=== PROBLEM ===
Write only the number of lines in the entries below that contain the word "itself".

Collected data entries

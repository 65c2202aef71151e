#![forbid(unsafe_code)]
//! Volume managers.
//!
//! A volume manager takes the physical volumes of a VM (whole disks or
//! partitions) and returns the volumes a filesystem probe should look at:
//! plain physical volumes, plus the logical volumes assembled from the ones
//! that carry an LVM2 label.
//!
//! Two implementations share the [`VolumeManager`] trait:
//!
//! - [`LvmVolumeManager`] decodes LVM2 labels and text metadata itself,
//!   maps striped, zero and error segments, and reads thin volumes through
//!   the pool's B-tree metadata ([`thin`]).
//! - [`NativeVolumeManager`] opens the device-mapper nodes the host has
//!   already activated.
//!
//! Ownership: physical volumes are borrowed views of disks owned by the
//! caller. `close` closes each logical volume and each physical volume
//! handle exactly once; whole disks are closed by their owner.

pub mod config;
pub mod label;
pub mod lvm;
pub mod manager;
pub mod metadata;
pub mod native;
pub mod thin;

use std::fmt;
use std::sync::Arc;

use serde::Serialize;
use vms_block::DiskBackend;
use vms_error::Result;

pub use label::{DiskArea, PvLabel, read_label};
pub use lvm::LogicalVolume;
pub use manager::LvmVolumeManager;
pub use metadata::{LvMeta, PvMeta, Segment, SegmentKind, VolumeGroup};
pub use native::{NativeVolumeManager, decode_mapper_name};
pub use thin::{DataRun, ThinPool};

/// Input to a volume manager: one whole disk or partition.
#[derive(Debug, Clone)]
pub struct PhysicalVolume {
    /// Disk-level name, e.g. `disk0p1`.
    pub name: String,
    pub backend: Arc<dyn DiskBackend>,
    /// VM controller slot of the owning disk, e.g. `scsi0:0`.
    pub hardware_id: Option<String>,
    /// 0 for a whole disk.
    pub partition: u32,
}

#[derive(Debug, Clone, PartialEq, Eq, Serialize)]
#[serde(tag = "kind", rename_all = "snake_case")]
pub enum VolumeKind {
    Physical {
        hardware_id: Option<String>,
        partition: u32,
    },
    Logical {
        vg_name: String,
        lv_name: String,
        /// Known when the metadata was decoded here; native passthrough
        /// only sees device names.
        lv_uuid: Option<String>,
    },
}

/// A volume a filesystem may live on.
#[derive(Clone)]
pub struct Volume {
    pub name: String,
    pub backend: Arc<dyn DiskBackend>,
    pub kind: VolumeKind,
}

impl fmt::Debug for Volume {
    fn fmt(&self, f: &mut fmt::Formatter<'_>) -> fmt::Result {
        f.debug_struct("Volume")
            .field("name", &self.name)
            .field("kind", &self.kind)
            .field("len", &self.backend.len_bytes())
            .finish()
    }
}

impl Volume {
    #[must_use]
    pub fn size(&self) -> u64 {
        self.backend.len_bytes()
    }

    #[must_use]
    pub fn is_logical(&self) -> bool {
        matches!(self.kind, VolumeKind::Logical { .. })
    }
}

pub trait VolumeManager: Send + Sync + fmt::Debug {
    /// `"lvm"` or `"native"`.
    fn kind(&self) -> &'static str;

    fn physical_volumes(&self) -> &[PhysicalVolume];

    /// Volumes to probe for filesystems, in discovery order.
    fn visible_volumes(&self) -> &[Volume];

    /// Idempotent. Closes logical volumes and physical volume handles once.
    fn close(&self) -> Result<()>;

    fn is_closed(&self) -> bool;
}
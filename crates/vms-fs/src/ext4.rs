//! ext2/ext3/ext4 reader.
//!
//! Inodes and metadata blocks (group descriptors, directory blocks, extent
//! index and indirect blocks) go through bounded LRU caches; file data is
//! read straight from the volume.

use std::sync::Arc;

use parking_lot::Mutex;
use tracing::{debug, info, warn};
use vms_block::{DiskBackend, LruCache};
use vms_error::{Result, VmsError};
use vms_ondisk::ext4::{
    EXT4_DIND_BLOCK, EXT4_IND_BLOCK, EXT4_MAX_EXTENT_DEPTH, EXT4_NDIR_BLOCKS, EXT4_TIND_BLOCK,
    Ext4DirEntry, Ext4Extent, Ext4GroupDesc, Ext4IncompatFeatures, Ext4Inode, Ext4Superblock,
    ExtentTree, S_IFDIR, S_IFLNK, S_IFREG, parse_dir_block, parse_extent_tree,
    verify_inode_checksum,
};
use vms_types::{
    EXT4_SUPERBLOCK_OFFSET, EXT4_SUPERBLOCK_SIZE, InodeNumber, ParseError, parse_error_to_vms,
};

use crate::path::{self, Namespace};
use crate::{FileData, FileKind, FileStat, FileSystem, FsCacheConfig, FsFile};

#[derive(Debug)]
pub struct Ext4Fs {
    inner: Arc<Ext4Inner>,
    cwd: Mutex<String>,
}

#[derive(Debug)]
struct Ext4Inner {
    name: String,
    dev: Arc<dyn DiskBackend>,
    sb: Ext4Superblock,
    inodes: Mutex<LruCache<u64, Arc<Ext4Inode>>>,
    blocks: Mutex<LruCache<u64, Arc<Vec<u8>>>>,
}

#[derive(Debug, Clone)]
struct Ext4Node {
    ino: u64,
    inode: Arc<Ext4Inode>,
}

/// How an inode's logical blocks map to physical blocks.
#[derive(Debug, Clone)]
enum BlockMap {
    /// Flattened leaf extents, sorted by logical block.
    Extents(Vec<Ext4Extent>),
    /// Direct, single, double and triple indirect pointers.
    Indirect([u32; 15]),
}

...

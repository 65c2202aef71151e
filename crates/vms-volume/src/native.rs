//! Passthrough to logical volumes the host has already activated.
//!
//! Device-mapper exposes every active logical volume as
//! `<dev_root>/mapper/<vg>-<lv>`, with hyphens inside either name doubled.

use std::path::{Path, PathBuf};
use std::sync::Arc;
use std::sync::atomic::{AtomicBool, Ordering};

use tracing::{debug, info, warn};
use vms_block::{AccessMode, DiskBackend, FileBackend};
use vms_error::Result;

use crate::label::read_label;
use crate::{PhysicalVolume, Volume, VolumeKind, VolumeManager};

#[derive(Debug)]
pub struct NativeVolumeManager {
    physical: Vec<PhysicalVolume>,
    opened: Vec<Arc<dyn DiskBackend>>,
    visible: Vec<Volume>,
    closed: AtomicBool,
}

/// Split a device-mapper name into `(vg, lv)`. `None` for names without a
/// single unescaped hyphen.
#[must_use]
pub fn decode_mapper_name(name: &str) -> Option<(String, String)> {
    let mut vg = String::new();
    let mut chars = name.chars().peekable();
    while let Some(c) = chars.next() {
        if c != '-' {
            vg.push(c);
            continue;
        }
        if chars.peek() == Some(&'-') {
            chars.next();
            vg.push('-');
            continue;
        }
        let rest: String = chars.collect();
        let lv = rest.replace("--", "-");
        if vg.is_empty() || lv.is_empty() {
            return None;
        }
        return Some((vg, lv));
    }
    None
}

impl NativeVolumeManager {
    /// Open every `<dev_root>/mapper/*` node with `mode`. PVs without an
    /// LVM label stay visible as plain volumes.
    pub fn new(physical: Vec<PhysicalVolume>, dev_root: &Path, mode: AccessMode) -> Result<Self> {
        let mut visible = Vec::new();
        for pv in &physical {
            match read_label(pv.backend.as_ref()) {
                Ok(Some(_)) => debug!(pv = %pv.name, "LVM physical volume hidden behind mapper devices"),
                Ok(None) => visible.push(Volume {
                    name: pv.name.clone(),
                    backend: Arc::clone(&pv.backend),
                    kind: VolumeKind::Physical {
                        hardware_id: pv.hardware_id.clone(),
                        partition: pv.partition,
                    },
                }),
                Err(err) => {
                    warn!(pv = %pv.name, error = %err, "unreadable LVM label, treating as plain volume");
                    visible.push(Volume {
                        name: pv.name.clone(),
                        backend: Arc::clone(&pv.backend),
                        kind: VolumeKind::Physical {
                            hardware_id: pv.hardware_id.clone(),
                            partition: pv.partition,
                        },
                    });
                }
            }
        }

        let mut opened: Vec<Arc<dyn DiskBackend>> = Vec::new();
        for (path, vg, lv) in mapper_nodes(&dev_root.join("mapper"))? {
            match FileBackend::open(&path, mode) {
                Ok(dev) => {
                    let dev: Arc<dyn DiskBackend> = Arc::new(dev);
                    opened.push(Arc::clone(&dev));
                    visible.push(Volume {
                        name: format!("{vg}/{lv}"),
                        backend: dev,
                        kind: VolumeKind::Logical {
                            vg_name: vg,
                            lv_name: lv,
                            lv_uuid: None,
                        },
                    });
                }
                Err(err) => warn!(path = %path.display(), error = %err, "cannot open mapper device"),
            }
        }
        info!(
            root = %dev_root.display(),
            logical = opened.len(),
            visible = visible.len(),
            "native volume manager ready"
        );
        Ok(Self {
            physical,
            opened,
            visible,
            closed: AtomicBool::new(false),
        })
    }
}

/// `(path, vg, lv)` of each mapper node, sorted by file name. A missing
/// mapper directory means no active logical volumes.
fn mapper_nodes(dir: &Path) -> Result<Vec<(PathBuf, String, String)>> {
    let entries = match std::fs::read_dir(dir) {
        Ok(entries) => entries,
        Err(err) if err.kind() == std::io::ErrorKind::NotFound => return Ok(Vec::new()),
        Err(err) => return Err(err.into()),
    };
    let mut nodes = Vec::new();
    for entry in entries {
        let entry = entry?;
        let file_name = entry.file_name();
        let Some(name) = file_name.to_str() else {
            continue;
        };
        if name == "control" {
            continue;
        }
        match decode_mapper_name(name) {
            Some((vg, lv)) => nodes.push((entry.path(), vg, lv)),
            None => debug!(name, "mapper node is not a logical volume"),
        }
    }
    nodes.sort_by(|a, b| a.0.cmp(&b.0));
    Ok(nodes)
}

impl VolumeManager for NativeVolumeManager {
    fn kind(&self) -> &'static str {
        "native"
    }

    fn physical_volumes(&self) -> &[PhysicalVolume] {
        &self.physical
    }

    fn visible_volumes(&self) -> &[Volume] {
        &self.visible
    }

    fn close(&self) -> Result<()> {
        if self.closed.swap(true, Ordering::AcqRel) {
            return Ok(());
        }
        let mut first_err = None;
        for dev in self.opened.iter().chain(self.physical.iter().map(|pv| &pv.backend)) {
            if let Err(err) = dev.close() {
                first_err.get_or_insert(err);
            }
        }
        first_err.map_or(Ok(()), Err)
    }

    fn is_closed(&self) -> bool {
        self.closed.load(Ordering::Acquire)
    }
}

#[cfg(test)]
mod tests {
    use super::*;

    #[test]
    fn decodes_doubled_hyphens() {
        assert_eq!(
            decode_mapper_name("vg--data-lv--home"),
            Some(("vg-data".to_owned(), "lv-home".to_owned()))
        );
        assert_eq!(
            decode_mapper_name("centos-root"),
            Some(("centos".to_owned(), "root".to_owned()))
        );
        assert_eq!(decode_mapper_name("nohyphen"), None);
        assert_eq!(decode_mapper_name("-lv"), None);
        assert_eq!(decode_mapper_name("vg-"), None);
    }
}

==

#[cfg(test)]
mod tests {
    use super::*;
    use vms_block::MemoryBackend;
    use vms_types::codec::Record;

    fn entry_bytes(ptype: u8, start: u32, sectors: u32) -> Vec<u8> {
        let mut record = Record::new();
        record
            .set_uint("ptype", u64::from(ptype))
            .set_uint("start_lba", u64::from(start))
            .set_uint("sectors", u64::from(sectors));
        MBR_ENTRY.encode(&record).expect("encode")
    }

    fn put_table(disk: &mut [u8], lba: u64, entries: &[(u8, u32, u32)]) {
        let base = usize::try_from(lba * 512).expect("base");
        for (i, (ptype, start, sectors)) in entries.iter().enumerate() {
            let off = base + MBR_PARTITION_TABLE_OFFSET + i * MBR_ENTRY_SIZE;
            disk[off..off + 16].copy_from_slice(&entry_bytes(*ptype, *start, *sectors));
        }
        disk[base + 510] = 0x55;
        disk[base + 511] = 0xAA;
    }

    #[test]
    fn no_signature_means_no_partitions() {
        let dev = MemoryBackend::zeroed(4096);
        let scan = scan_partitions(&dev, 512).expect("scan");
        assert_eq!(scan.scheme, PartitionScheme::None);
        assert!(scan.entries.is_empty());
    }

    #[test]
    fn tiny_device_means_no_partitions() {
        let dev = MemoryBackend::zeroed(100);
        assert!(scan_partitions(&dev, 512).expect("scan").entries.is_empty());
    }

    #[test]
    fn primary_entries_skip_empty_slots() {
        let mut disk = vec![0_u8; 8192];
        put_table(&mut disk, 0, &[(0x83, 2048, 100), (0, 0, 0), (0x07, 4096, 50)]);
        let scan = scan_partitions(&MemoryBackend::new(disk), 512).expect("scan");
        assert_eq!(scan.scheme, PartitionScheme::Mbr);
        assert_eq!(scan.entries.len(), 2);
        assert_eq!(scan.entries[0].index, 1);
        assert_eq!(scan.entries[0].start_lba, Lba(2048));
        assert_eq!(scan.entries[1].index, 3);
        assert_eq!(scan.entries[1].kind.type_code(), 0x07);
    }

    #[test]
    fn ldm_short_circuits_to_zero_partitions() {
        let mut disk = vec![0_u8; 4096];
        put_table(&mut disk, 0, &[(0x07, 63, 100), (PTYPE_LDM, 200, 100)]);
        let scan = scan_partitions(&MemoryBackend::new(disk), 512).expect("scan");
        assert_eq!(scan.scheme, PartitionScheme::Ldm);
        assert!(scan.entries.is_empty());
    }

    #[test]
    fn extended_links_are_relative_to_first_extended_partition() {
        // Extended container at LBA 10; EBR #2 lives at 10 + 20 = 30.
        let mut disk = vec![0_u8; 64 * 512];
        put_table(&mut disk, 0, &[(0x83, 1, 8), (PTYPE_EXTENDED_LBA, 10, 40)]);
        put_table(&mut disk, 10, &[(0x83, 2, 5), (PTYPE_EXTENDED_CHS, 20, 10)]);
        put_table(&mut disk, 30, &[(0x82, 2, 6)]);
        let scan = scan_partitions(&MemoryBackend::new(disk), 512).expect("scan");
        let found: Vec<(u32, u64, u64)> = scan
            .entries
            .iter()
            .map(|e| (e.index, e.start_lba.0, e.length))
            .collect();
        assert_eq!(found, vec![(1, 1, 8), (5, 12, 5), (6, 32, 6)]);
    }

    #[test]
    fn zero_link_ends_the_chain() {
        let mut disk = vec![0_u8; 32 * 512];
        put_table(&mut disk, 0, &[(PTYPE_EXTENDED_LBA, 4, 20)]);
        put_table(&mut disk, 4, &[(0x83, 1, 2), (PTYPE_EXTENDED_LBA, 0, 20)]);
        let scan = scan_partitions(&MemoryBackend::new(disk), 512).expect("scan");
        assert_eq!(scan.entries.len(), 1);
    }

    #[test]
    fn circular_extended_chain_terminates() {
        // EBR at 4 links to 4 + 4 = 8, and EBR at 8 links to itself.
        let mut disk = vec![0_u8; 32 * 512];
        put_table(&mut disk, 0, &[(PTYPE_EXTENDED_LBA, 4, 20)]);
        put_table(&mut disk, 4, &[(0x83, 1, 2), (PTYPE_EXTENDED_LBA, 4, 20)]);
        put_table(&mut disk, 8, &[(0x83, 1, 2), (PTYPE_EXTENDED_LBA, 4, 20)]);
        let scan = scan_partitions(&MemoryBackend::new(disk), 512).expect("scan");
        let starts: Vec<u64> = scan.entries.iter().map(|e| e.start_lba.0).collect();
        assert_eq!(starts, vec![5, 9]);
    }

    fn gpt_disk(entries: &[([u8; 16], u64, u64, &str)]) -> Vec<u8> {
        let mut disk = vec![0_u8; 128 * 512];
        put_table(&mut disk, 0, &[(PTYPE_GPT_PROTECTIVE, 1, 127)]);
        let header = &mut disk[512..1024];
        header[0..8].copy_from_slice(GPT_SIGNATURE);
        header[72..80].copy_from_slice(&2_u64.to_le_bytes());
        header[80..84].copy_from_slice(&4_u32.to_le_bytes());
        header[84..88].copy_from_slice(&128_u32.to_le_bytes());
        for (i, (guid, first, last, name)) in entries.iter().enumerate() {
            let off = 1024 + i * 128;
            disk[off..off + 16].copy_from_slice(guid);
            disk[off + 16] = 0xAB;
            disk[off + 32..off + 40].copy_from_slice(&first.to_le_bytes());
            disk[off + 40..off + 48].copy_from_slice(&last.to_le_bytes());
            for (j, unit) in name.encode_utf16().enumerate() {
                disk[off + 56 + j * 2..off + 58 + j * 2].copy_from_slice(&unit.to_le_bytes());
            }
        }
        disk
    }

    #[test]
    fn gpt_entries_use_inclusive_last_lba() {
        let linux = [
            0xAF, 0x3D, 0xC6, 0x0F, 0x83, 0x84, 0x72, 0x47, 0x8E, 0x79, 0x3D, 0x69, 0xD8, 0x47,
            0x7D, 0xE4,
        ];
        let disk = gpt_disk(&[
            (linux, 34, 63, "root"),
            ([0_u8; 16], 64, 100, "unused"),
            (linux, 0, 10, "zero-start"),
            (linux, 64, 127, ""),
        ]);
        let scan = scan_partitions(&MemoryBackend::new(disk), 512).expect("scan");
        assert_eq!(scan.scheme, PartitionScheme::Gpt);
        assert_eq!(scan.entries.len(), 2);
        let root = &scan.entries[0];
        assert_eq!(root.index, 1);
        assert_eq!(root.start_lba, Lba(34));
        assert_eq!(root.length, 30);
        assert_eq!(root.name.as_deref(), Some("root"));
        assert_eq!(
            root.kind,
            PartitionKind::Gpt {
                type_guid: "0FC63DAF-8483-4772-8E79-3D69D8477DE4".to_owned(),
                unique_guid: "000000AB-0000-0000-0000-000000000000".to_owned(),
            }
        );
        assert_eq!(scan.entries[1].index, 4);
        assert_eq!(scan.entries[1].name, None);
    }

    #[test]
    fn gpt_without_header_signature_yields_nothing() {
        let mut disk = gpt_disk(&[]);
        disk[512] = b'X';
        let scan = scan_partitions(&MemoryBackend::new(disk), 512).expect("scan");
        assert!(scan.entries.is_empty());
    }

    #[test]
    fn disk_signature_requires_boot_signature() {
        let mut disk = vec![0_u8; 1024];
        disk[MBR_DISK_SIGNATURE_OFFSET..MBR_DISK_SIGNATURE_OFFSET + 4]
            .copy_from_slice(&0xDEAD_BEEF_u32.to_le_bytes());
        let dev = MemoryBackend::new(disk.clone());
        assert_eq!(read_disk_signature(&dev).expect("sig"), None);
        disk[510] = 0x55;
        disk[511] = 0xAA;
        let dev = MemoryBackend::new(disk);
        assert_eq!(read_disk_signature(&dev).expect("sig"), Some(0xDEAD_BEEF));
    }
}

=== PROBLEM SOLUTION ===
2